• Record extracts
[Start of section]

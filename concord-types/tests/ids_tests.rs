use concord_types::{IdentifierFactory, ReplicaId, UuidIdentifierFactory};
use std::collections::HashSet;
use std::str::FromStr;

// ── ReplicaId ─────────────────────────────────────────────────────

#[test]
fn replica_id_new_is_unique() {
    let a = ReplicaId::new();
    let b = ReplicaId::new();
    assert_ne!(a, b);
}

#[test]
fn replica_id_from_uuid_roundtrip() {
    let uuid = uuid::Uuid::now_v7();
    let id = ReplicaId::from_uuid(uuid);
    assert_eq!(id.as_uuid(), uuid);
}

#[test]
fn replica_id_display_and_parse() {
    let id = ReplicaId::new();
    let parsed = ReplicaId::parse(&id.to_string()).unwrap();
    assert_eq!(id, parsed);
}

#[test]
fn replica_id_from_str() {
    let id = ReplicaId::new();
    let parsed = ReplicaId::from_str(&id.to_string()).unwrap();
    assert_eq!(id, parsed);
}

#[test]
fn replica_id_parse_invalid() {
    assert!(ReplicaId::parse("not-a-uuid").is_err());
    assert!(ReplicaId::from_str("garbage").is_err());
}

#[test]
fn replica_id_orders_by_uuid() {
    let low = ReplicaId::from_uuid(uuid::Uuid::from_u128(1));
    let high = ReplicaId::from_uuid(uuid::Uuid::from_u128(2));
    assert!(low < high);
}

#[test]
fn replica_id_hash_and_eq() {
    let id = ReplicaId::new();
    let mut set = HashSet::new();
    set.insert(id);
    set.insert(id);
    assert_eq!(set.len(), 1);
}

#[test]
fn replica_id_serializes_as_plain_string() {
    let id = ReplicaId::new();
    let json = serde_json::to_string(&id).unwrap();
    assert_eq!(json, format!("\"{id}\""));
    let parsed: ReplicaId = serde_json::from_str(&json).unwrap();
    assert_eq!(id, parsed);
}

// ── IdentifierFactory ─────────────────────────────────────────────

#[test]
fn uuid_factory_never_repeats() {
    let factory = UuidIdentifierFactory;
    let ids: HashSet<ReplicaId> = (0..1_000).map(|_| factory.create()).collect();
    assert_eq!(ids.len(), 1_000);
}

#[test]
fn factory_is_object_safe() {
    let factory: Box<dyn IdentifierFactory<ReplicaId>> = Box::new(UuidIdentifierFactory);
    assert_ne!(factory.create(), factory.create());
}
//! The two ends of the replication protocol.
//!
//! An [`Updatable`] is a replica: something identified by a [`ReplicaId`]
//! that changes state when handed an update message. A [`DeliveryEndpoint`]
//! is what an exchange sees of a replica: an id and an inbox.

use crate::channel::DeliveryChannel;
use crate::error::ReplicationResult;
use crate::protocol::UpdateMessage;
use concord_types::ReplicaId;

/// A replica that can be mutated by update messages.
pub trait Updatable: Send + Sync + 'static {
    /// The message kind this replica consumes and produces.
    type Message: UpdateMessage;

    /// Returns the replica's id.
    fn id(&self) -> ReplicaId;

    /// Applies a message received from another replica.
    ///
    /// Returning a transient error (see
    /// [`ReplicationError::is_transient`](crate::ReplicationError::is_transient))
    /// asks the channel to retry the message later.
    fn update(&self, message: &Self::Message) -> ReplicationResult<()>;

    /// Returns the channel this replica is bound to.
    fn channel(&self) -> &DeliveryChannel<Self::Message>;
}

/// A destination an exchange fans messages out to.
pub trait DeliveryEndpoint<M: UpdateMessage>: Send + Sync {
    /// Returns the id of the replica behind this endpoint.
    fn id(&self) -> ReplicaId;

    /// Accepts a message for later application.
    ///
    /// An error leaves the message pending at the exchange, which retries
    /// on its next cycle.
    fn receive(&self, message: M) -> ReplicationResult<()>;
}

[End of section]
[Start of section]

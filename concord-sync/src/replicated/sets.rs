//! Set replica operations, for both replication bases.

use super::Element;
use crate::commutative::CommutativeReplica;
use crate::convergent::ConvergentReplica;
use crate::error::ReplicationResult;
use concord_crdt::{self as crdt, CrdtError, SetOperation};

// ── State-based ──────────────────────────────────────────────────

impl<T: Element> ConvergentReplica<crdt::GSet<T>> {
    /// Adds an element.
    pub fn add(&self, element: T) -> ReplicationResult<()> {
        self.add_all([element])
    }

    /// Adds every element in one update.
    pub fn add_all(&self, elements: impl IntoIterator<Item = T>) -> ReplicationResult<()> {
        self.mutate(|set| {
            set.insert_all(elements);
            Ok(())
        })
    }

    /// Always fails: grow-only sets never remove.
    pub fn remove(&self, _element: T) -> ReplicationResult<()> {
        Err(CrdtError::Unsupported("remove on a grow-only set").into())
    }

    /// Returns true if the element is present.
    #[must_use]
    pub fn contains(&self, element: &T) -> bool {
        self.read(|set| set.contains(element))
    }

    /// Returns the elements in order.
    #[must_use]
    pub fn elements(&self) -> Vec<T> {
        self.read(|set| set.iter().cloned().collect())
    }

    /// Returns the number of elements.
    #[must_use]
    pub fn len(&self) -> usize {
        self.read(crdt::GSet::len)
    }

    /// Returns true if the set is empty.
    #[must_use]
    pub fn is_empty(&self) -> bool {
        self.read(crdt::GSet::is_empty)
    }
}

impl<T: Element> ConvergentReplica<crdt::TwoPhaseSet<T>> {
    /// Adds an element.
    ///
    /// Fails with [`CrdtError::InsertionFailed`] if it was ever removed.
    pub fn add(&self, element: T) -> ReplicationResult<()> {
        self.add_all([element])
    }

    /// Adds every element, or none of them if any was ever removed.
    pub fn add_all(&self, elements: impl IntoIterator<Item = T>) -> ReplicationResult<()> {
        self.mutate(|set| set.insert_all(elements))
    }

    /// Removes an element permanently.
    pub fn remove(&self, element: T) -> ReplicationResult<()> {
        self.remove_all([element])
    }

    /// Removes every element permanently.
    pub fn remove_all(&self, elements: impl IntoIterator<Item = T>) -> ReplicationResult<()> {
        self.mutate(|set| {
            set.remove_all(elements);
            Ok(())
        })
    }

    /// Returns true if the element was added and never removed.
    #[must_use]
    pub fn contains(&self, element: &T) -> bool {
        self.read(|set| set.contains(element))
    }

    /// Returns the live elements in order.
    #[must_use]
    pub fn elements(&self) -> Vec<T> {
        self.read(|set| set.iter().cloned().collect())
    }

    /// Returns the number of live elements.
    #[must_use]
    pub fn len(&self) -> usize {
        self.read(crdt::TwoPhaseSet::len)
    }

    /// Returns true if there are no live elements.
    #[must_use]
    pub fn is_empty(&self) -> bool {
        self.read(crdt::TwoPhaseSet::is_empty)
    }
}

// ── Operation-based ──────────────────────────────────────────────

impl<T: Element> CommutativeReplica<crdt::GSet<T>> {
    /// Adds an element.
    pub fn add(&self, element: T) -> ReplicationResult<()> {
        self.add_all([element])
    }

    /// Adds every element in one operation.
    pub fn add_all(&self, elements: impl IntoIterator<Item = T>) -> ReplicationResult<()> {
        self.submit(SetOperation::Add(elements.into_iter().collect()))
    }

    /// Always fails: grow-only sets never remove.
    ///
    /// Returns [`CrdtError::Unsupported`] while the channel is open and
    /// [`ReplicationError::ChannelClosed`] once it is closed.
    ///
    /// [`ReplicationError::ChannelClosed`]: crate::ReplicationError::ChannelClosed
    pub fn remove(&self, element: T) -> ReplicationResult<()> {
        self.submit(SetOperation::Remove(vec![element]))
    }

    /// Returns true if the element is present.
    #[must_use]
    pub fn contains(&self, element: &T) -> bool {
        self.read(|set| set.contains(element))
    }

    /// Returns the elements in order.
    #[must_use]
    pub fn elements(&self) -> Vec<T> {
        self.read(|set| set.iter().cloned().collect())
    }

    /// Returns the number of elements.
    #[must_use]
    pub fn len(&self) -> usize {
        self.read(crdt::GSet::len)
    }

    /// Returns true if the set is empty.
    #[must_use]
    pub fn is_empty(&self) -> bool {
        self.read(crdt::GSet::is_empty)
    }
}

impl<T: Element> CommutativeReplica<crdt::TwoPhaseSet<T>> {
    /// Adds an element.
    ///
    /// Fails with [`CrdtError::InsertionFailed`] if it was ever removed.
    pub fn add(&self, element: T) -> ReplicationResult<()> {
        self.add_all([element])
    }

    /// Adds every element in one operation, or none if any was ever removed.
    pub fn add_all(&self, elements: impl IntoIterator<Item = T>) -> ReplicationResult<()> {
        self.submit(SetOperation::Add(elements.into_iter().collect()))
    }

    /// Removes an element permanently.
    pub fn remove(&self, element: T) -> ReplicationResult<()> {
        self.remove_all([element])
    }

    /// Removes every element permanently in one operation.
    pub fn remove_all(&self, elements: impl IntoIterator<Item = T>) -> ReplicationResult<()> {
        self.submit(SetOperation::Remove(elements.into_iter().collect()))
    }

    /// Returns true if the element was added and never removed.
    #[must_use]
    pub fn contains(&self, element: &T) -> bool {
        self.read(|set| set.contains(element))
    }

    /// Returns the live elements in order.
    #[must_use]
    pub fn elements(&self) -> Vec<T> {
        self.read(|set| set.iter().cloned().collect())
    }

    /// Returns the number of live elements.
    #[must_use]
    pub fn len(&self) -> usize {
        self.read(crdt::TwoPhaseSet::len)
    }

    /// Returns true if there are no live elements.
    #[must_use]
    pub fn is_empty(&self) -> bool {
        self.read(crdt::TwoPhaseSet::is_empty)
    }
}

[End of section]

• Action item
Filter the records for lines holding the string "ChannelClosed". Copy each one.

• Problem solution
    /// [`ReplicationError::ChannelClosed`] once it is closed.
    /// [`ReplicationError::ChannelClosed`]: crate::ReplicationError::ChannelClosed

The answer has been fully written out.